Reasons to Hold Charles River (CRL) in Your Portfolio Now

Charles River Laboratories International, Inc. CRL is well-poised for the coming quarters, on the back of its impressive strategic acquisitions. Stabilization of demand trends within the DSA (Discovery and Safety Assessment) arm is encouraging. The company’s sound solvency also instils optimism. However, concerns remain over the adverse impacts of macroeconomic challenges as well as currency fluctuations.

In the past year, this Zacks Rank #3 (Hold) company’s shares have risen 9.4% compared with 6.1% growth of the industry. The S&P 500 composite has increased 26.9% during the same time frame.

Operating as a full-service, early-stage contract research organization, Charles River has a market capitalization of $11.05 billion. CRL’s earnings surpassed estimates in each of the trailing four quarters, delivering an average surprise of 7.92%.

Let’s delve deeper.

Upsides         

Strategic Acquisitions Drive Growth: Charles River has expanded its products and services offerings across the drug discovery and early-stage development continuum through focused acquisitions. Within DSA, the additions of Retrogenix and Vigene Biosciences are presently contributing strongly to the company’s top line.

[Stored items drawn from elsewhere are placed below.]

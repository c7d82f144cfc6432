//! Sidecar configuration parsing, validation, and credential loading.

use std::env;
use std::fs;
use std::path::Path;
use std::time::Duration;

use serde::Deserialize;
use tracing::debug;

use crate::{AppError, Result};

/// Environment variable holding the xAI API key.
pub const API_KEY_ENV: &str = "XAI_API_KEY";

fn default_model() -> String {
    "grok-beta".into()
}

fn default_base_url() -> String {
    "https://api.x.ai/v1".into()
}

fn default_request_timeout() -> u64 {
    120
}

fn default_shutdown_grace() -> u64 {
    100
}

fn default_web_fetch_max_chars() -> usize {
    100_000
}

/// Sidecar configuration parsed from an optional `config.toml`.
///
/// Every field has a default, so an empty document is a valid configuration.
#[derive(Debug, Clone, Deserialize, PartialEq, Eq)]
#[serde(rename_all = "snake_case")]
pub struct SidecarConfig {
    /// Model used when `initialize` does not name one.
    #[serde(default = "default_model")]
    pub model: String,
    /// Base URL of the OpenAI-compatible xAI REST API.
    #[serde(default = "default_base_url")]
    pub base_url: String,
    /// Base URL of the collections management API. Uploads are disabled when
    /// absent.
    #[serde(default)]
    pub collections_url: Option<String>,
    /// API key fallback for `initialize` (populated at runtime).
    #[serde(skip)]
    pub api_key: String,
    /// Timeout for non-streaming backend and fetch requests.
    #[serde(default = "default_request_timeout")]
    pub request_timeout_secs: u64,
    /// How long shutdown waits for each in-flight chat before abandoning it.
    #[serde(default = "default_shutdown_grace")]
    pub shutdown_grace_millis: u64,
    /// Tool result wait limit; 0 means wait indefinitely.
    #[serde(default)]
    pub tool_result_timeout_secs: u64,
    /// Maximum simultaneously active chats; 0 means unbounded.
    #[serde(default)]
    pub max_concurrent_chats: usize,
    /// Upper bound on characters kept from each fetched document.
    #[serde(default = "default_web_fetch_max_chars")]
    pub web_fetch_max_chars: usize,
}

impl Default for SidecarConfig {
    fn default() -> Self {
        Self {
            model: default_model(),
            base_url: default_base_url(),
            collections_url: None,
            api_key: String::new(),
            request_timeout_secs: default_request_timeout(),
            shutdown_grace_millis: default_shutdown_grace(),
            tool_result_timeout_secs: 0,
            max_concurrent_chats: 0,
            web_fetch_max_chars: default_web_fetch_max_chars(),
        }
    }
}

impl SidecarConfig {
    /// Load and validate configuration from a TOML file path.
    ///
    /// # Errors
    ///
    /// Returns `AppError::Config` if the file cannot be read or contains
    /// invalid TOML, or if validation fails.
    pub fn load_from_path(path: impl AsRef<Path>) -> Result<Self> {
        let raw = fs::read_to_string(path)
            .map_err(|err| AppError::Config(format!("failed to read config: {err}")))?;
        Self::from_toml_str(&raw)
    }

    /// Parse configuration from a TOML string.
    ///
    /// # Errors
    ///
    /// Returns `AppError::Config` if parsing or validation fails.
    pub fn from_toml_str(raw: &str) -> Result<Self> {
        let config: Self = toml::from_str(raw)?;
        config.validate()?;
        Ok(config)
    }

    /// Pick up the API key from the environment.
    ///
    /// A missing key is not an error here; `initialize` rejects requests that
    /// carry no key when no fallback is available.
    pub fn load_credentials(&mut self) {
        match env::var(API_KEY_ENV) {
            Ok(value) if !value.trim().is_empty() => self.api_key = value.trim().to_owned(),
            _ => debug!(key = API_KEY_ENV, "no api key in environment"),
        }
    }

    /// Timeout applied to single-shot HTTP requests.
    #[must_use]
    pub fn request_timeout(&self) -> Duration {
        Duration::from_secs(self.request_timeout_secs)
    }

    /// Grace period granted to each in-flight chat on shutdown.
    #[must_use]
    pub fn shutdown_grace(&self) -> Duration {
        Duration::from_millis(self.shutdown_grace_millis)
    }

    /// Bounded wait for a tool result, or `None` to wait indefinitely.
    #[must_use]
    pub fn tool_result_timeout(&self) -> Option<Duration> {
        (self.tool_result_timeout_secs > 0)
            .then(|| Duration::from_secs(self.tool_result_timeout_secs))
    }

    /// Admission limit for concurrent chats, or `None` when unbounded.
    #[must_use]
    pub fn chat_limit(&self) -> Option<usize> {
        (self.max_concurrent_chats > 0).then_some(self.max_concurrent_chats)
    }

    fn validate(&self) -> Result<()> {
        if self.base_url.trim().is_empty() {
            return Err(AppError::Config("base_url must not be empty".into()));
        }

        if self.request_timeout_secs == 0 {
            return Err(AppError::Config(
                "request_timeout_secs must be greater than zero".into(),
            ));
        }

        if self.model.trim().is_empty() {
            return Err(AppError::Config("model must not be empty".into()));
        }

        Ok(())
    }
}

Within RMS, CRL acquired a 41% additional stake in Mauritius-based NHP provider Noveprim in November 2023. This acquisition has led to a 90% controlling interest in Noveprim, firmly supporting Charles River’s NHP supply strategy. The addition of Explora Biolabs in April 2022 complements the company’s existing Insourcing Solutions business, specifically its CRADL footprint, and offers incremental opportunities to partner with an emerging client base.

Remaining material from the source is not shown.